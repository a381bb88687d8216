//! Error types for solver operations.

use thiserror::Error;

/// Structural failures of a solve. Numerical outcomes such as infeasibility
/// are reported through [`SolveStatus`](crate::SolveStatus) instead.
#[derive(Error, Debug, Clone, PartialEq)]
pub enum SolverError {
    #[error("Problem setup error: {what}")]
    ProblemSetup { what: String },

    #[error("Dimension mismatch for {what}: expected {expected}, got {actual}")]
    DimensionMismatch {
        what: &'static str,
        expected: usize,
        actual: usize,
    },

    #[error("Convergence failed: {what}")]
    ConvergenceFailed { what: String },

    #[error("Evaluation failed: {what}")]
    Evaluation { what: String },

    #[error("Numeric error: {what}")]
    Numeric { what: String },
}

pub type SolverResult<T> = Result<T, SolverError>;
//! Application layer for the robust MPC engine.
//!
//! This crate wires the engine into runnable closed loops for the CLI:
//! YAML run configs, built-in demo plants, the closed-loop driver and a run
//! service that executes, caches and reloads runs.

pub mod config;
pub mod demos;
pub mod driver;
pub mod error;
pub mod plant;
pub mod run_service;

pub use config::{
    PlantSegment, RunConfig, UncertaintyDef, ValidationError, load_yaml, save_yaml,
    validate_config,
};
pub use demos::{DemoModel, DemoProblem};
pub use driver::{ClosedLoopDriver, HaltCause, LoopHalt, ParamFn};
pub use error::{AppError, AppResult};
pub use plant::PlantSchedule;
pub use run_service::{
    RunOptions, RunRequest, RunResponse, SOLVER_VERSION, build_controller, build_driver,
    ensure_run, ensure_run_with_progress, list_runs, load_run,
};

################

◆ Work task
Where the string "what" occurs in the data, return the whole line.

◆ Exercise output
    #[error("Problem setup error: {what}")]
    ProblemSetup { what: String },
    #[error("Dimension mismatch for {what}: expected {expected}, got {actual}")]
        what: &'static str,
    #[error("Convergence failed: {what}")]
    ConvergenceFailed { what: String },
    #[error("Evaluation failed: {what}")]
    Evaluation { what: String },
    #[error("Numeric error: {what}")]
    Numeric { what: String },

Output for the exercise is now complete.